Ora indossavo, oltre alle calze autoreggenti, un completino in seta color perla composto da un top, sotto il quale sporgevano evidentissimi i capezzoli duri, e coulotte ampie sulle cosce ma comunque aderenti sul posteriore ad evidenziare il mio culo sodo ed alto che , provocatoriamente, strusciavo contro il pube del mio amante.
Finalmente Michele mi ha liberata per spogliarsi anche lui. Ho avuto il tempo di girarmi ma prima di riuscire a liberare i polsi dal maglione Michele mi ha nuovamente bloccato le braccia riportandole alte sopra la testa. Continuando a baciarmi si è sfilato i pantaloni poi la sua mano libera si è infilata sotto la mia biancheria scendendo in mezzo alle gambe per inserire subito due dita tra le mie labbra umide ed accoglienti. Gli ho morso la lingua per il piacere che, come sempre, è rapidamente divenuto un vero e proprio orgasmo.
Gli apprezzamenti che ne sono seguiti avrebbero offeso anche la più navigata delle battone ma, nel momento, mi hanno solo creato un po' d'imbarazzo anche se, quando Michele si è rivolto ad Antonio dicendogli "questa è anche più troia di Lucia", quasi ne ero fiera.
Quel mio primo orgasmo ha comunque segnato la fine dei preamboli. Michele infatti mi ha indicato il letto facendomi sedere a fianco di Lucia che, supina e a gambe larghe veniva energicamente montata da Antonio.
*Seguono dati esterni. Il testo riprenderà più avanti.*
// SPDX-License-Identifier: BUSL-1.1
// Copyright (c) 2026 Alfred Jean LLC

//! Locked pid files, one per worker name.

use fs2::FileExt;
use std::fs::{File, OpenOptions};
use std::io::{self, Write};
use std::path::{Path, PathBuf};

/// A held pid-file lock. The lock lives as long as this value; the file
/// is removed on drop.
pub struct PidFile {
    file: File,
    path: PathBuf,
}

/// Errors from pid-file acquisition
#[derive(Debug, thiserror::Error)]
pub enum PidFileError {
    #[error("io error on {path}: {source}")]
    Io {
        path: PathBuf,
        #[source]
        source: io::Error,
    },
    #[error("another process holds {0}")]
    Locked(PathBuf),
}

impl PidFile {
    /// Acquire the pid file exclusively and write our pid into it.
    pub fn acquire(path: &Path) -> Result<PidFile, PidFileError> {
        let io_err = |source| PidFileError::Io {
            path: path.to_path_buf(),
            source,
        };

        if let Some(parent) = path.parent() {
            std::fs::create_dir_all(parent).map_err(io_err)?;
        }
        let mut file = OpenOptions::new()
            .create(true)
            .write(true)
            .truncate(false)
            .open(path)
            .map_err(io_err)?;
        if file.try_lock_exclusive().is_err() {
            return Err(PidFileError::Locked(path.to_path_buf()));
        }
        file.set_len(0).map_err(io_err)?;
        writeln!(file, "{}", std::process::id()).map_err(io_err)?;
        file.sync_all().map_err(io_err)?;
        Ok(PidFile {
            file,
            path: path.to_path_buf(),
        })
    }

    pub fn path(&self) -> &Path {
        &self.path
    }
}

impl Drop for PidFile {
    fn drop(&mut self) {
        let _ = fs2::FileExt::unlock(&self.file);
        let _ = std::fs::remove_file(&self.path);
    }
}

#[cfg(test)]
#[path = "pidfile_tests.rs"]
mod tests;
Pochi istanti e mentre ancora ero intenta a sfilare il maglione Michele ha fatto altrettanto con le coulotte per poi spingermi indietro. Mi sono rapidamente ritrovata nella stessa posizione di Lucia con nel ventre l'uccello di Michele che non aveva niente da invidiare a quello del suo compagno e, come potevo piacevolmente constatare, mi riempiva a dovere spinto sempre più profondamente nella cavità uterina.
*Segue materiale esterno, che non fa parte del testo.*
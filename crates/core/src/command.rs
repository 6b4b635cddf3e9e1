// SPDX-License-Identifier: BUSL-1.1
// Copyright (c) 2026 Alfred Jean LLC

//! Control commands addressed to a worker through the shared store.

use crate::task::TaskId;
use crate::worker::WorkerId;
use serde::{Deserialize, Serialize};

/// Commands inserted by the chat relay and consumed once by the target
/// worker scheduler.
///
/// Serializes with `{"type": "answer", ...fields}` format. Unknown type
/// tags are preserved as `Custom` so a newer relay never wedges an older
/// worker's command queue.
#[derive(Debug, Clone, PartialEq, Serialize, Deserialize)]
#[serde(tag = "type")]
pub enum Command {
    /// Resume the agent bound to a waiting task with the user's answer
    #[serde(rename = "answer")]
    Answer { task_id: TaskId, text: String },

    /// Abort all in-flight agents, fail their tasks, terminate the worker
    #[serde(rename = "kill")]
    Kill,

    /// Stop spawning new work; keep servicing commands and in-flight agents
    #[serde(rename = "pause")]
    Pause,

    /// Clear the paused flag
    #[serde(rename = "resume")]
    Resume,

    /// Reset a failed task to pending (the documented retry escape hatch)
    #[serde(rename = "retry")]
    Retry { task_id: TaskId },

    /// Catch-all for unknown command types (extensibility)
    #[serde(other, skip_serializing)]
    Custom,
}

impl Command {
    pub fn name(&self) -> &'static str {
        match self {
            Command::Answer { .. } => "answer",
            Command::Kill => "kill",
            Command::Pause => "pause",
            Command::Resume => "resume",
            Command::Retry { .. } => "retry",
            Command::Custom => "custom",
        }
    }
}

/// A persisted command row.
#[derive(Debug, Clone, Serialize, Deserialize)]
pub struct CommandRecord {
    /// Monotonic store-assigned id; never reissued
    pub id: i64,
    pub worker_id: WorkerId,
    pub command: Command,
    /// Set after dispatch returns; handling is at-most-once per id
    pub handled: bool,
    pub created_at_ms: u64,
}

#[cfg(test)]
#[path = "command_tests.rs"]
mod tests;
Ero fianco a fianco con Lucia ma tanto presa dal piacere da non rendermi conto della sua presenza sino al momento del suo orgasmo. I suoi gemiti, per niente sommessi, mi hanno trascinata ad un nuovo orgasmo che ho raggiunto tenendomi stretta per mano a quella che era diventata per me una sorta di guida.
Superato l'acme del godimento i due maschi si sono invertiti la posizione e non ho potuto non notare che Antonio utilizzava meglio dell'amico quel grosso attrezzo che avevano tra le gambe o comunque lo faceva in modo più gradevole per me che apprezzavo i suoi affondi possenti e decisi ma non frequenti. Un ritmo moderato che mi lasciava a lungo piena del suo cazzo.
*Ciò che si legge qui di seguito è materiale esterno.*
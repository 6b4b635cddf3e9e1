// SPDX-License-Identifier: BUSL-1.1
// Copyright (c) 2026 Alfred Jean LLC

//! Worker-record operations.

use crate::{Store, StoreError};
use ovs_core::{WorkerId, WorkerRecord, WorkerStatus};
use rusqlite::{params, OptionalExtension, Row, TransactionBehavior};

fn worker_from_row(row: &Row<'_>) -> rusqlite::Result<(WorkerRecord, String)> {
    let status_raw: String = row.get("status")?;
    let record = WorkerRecord {
        id: WorkerId::new(row.get::<_, String>("id")?),
        name: row.get("name")?,
        pid: row.get::<_, Option<i64>>("pid")?.map(|p| p as u32),
        liveness_session: row.get("liveness_session")?,
        // Replaced with the parsed value by the caller
        status: WorkerStatus::Dormant,
        cost_usd: row.get("cost_usd")?,
        chat_id: row.get("chat_id")?,
        created_at_ms: row.get::<_, i64>("created_at_ms")? as u64,
        updated_at_ms: row.get::<_, i64>("updated_at_ms")? as u64,
    };
    Ok((record, status_raw))
}

fn finish(pair: (WorkerRecord, String)) -> Result<WorkerRecord, StoreError> {
    let (mut record, status_raw) = pair;
    record.status = WorkerStatus::parse(&status_raw).ok_or_else(|| StoreError::Corrupt {
        column: "status",
        id: record.id.to_string(),
        message: format!("unknown worker status {status_raw:?}"),
    })?;
    Ok(record)
}

const SELECT: &str = "SELECT id, name, pid, liveness_session, status, cost_usd, chat_id, \
     created_at_ms, updated_at_ms FROM workers";

impl Store {
    /// Look up a worker by name, creating it dormant if absent. Lookup and
    /// creation happen in one transaction, so concurrent callers racing on
    /// the same name resolve to a single row.
    ///
    /// When `chat_id` is supplied and differs from the stored handle, the
    /// stored handle is updated.
    pub fn get_or_create_worker(
        &self,
        id_if_new: &WorkerId,
        name: &str,
        chat_id: Option<&str>,
        now_ms: u64,
    ) -> Result<WorkerRecord, StoreError> {
        self.with_conn(|conn| {
            // Immediate: take the write lock before reading so concurrent
            // creators serialize instead of racing the UNIQUE index
            let tx = conn.transaction_with_behavior(TransactionBehavior::Immediate)?;
            let existing = tx
                .query_row(
                    &format!("{SELECT} WHERE name = ?1"),
                    params![name],
                    worker_from_row,
                )
                .optional()?;

            let record = match existing {
                Some(pair) => {
                    let mut record = finish(pair)?;
                    if let Some(chat) = chat_id {
                        if record.chat_id.as_deref() != Some(chat) {
                            tx.execute(
                                "UPDATE workers SET chat_id = ?1, updated_at_ms = ?2 WHERE id = ?3",
                                params![chat, now_ms as i64, record.id.as_str()],
                            )?;
                            record.chat_id = Some(chat.to_string());
                        }
                    }
                    record
                }
                None => {
                    let mut record = WorkerRecord::new(id_if_new.clone(), name, now_ms);
                    record.chat_id = chat_id.map(str::to_string);
                    tx.execute(
                        "INSERT INTO workers (id, name, pid, liveness_session, status, cost_usd, \
                         chat_id, created_at_ms, updated_at_ms) \
                         VALUES (?1, ?2, NULL, NULL, ?3, 0, ?4, ?5, ?5)",
                        params![
                            record.id.as_str(),
                            name,
                            record.status.to_string(),
                            record.chat_id,
                            now_ms as i64,
                        ],
                    )?;
                    record
                }
            };
            tx.commit()?;
            Ok(record)
        })
    }

    pub fn worker(&self, id: &WorkerId) -> Result<Option<WorkerRecord>, StoreError> {
        self.with_conn(|conn| {
            conn.query_row(
                &format!("{SELECT} WHERE id = ?1"),
                params![id.as_str()],
                worker_from_row,
            )
            .optional()?
            .map(finish)
            .transpose()
        })
    }

    pub fn worker_by_name(&self, name: &str) -> Result<Option<WorkerRecord>, StoreError> {
        self.with_conn(|conn| {
            conn.query_row(
                &format!("{SELECT} WHERE name = ?1"),
                params![name],
                worker_from_row,
            )
            .optional()?
            .map(finish)
            .transpose()
        })
    }

    pub fn workers_with_status(
        &self,
        status: WorkerStatus,
    ) -> Result<Vec<WorkerRecord>, StoreError> {
        self.with_conn(|conn| {
            let mut stmt = conn.prepare(&format!("{SELECT} WHERE status = ?1 ORDER BY name"))?;
            let rows = stmt.query_map(params![status.to_string()], worker_from_row)?;
            rows.map(|r| finish(r?)).collect()
        })
    }

    /// Heartbeat: touch the worker's updated timestamp.
    pub fn touch_worker(&self, id: &WorkerId, now_ms: u64) -> Result<(), StoreError> {
        self.with_conn(|conn| {
            conn.execute(
                "UPDATE workers SET updated_at_ms = ?1 WHERE id = ?2",
                params![now_ms as i64, id.as_str()],
            )?;
            Ok(())
        })
    }

    pub fn set_worker_status(
        &self,
        id: &WorkerId,
        status: WorkerStatus,
        now_ms: u64,
    ) -> Result<(), StoreError> {
        self.with_conn(|conn| {
            let changed = conn.execute(
                "UPDATE workers SET status = ?1, updated_at_ms = ?2 WHERE id = ?3",
                params![status.to_string(), now_ms as i64, id.as_str()],
            )?;
            if changed == 0 {
                return Err(StoreError::NotFound {
                    kind: "worker",
                    id: id.to_string(),
                });
            }
            Ok(())
        })
    }

    /// Record (or clear) the worker's OS process id and liveness session.
    /// The supervisor is the sole writer of these fields.
    pub fn set_worker_process(
        &self,
        id: &WorkerId,
        pid: Option<u32>,
        liveness_session: Option<&str>,
        now_ms: u64,
    ) -> Result<(), StoreError> {
        self.with_conn(|conn| {
            conn.execute(
                "UPDATE workers SET pid = ?1, liveness_session = ?2, updated_at_ms = ?3 \
                 WHERE id = ?4",
                params![
                    pid.map(i64::from),
                    liveness_session,
                    now_ms as i64,
                    id.as_str()
                ],
            )?;
            Ok(())
        })
    }

    /// Add `delta` dollars to the worker's accumulated cost. Negative
    /// deltas are discarded: cost is monotonically non-decreasing.
    pub fn add_worker_cost(
        &self,
        id: &WorkerId,
        delta_usd: f64,
        now_ms: u64,
    ) -> Result<f64, StoreError> {
        if delta_usd <= 0.0 {
            if delta_usd < 0.0 {
                tracing::warn!(worker_id = %id, delta_usd, "discarding negative cost delta");
            }
            let record = self.worker(id)?.ok_or_else(|| StoreError::NotFound {
                kind: "worker",
                id: id.to_string(),
            })?;
            return Ok(record.cost_usd);
        }
        self.with_conn(|conn| {
            conn.execute(
                "UPDATE workers SET cost_usd = cost_usd + ?1, updated_at_ms = ?2 WHERE id = ?3",
                params![delta_usd, now_ms as i64, id.as_str()],
            )?;
            conn.query_row(
                "SELECT cost_usd FROM workers WHERE id = ?1",
                params![id.as_str()],
                |row| row.get(0),
            )
            .map_err(StoreError::from)
        })
    }

    /// Workers marked dormant that still own unfinished tasks. The
    /// supervisor spawns a child for each.
    pub fn dormant_workers_with_open_tasks(&self) -> Result<Vec<WorkerRecord>, StoreError> {
        self.with_conn(|conn| {
            let mut stmt = conn.prepare(&format!(
                "{SELECT} WHERE status = 'dormant' AND id IN \
                 (SELECT DISTINCT worker_id FROM tasks \
                  WHERE status IN ('pending', 'blocked', 'running')) \
                 ORDER BY name"
            ))?;
            let rows = stmt.query_map([], worker_from_row)?;
            rows.map(|r| finish(r?)).collect()
        })
    }
}

#[cfg(test)]
#[path = "workers_tests.rs"]
mod tests;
Quelle mie considerazione sono state rapidamente spazzate via dal susseguirsi degli eventi. Dai rapidi cambi di posizione e di partner. Dal piacere degli orgasmi e dal dolore, fortunatamente solo iniziale, della penetrazione anale.
Ero partecipe ad un orgia stupenda. Puro sesso, senza un briciolo di sentimento che aveva invece caratterizzato le mie precedenti esperienze. Puro sesso dicevo energico, intenso, eccitante, lussurioso ma anche affaticante tanto che ad un certo punto il mio corpo sudato e privo di forze e diventato una sorta di oggetto nelle mani dei due uomini e di Lucia che agiva da regista senza sottrarsi ai suoi doveri ed al suo piacere.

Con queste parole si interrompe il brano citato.